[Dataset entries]
===
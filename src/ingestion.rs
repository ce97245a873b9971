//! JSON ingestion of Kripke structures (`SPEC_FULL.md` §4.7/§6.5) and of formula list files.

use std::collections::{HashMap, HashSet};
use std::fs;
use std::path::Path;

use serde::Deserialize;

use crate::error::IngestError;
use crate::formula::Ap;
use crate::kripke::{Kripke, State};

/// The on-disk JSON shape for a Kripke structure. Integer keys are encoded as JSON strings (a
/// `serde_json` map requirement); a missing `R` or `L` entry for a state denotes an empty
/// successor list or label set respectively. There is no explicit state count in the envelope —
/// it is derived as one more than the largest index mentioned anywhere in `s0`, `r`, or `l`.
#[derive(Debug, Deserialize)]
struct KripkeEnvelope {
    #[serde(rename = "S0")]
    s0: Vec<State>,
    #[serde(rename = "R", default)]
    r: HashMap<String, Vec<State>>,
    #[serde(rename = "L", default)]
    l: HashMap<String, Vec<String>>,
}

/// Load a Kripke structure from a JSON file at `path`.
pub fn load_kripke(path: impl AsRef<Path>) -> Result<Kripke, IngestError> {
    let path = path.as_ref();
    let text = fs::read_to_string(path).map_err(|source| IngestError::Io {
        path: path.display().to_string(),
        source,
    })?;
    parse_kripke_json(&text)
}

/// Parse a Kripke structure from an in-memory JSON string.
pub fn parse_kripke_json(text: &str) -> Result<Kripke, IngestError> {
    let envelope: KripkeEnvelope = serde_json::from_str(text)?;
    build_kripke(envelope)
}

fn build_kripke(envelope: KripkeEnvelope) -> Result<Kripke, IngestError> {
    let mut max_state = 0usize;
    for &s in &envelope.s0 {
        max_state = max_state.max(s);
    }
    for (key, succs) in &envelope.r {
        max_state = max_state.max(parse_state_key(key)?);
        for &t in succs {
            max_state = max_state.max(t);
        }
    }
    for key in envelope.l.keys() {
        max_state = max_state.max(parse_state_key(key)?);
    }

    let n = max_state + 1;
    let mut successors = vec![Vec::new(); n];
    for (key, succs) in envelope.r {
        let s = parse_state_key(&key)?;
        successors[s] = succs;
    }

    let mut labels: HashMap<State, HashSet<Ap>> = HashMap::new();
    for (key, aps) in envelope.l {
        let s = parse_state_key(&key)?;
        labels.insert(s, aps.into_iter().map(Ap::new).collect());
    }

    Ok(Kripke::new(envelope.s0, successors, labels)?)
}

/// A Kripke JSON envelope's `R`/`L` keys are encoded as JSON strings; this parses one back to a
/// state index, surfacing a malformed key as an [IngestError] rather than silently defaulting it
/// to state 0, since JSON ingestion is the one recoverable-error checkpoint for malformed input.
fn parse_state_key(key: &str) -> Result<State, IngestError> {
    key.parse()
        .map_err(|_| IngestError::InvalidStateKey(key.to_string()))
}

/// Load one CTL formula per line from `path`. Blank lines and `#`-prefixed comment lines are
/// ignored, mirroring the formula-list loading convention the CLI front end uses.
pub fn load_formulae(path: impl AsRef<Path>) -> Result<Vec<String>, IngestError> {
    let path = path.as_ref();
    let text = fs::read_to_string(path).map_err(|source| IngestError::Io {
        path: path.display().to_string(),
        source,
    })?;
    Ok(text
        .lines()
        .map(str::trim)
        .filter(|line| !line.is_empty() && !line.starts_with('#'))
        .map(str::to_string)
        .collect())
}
===
Starting at the line in the records above that contains "comment lines are", output every line up to and including the last one, with nothing added.

/// Load one CTL formula per line from `path`. Blank lines and `#`-prefixed comment lines are
/// ignored, mirroring the formula-list loading convention the CLI front end uses.
pub fn load_formulae(path: impl AsRef<Path>) -> Result<Vec<String>, IngestError> {
    let path = path.as_ref();
    let text = fs::read_to_string(path).map_err(|source| IngestError::Io {
        path: path.display().to_string(),
        source,
    })?;
    Ok(text
        .lines()
        .map(str::trim)
        .filter(|line| !line.is_empty() && !line.starts_with('#'))
        .map(str::to_string)
        .collect())
}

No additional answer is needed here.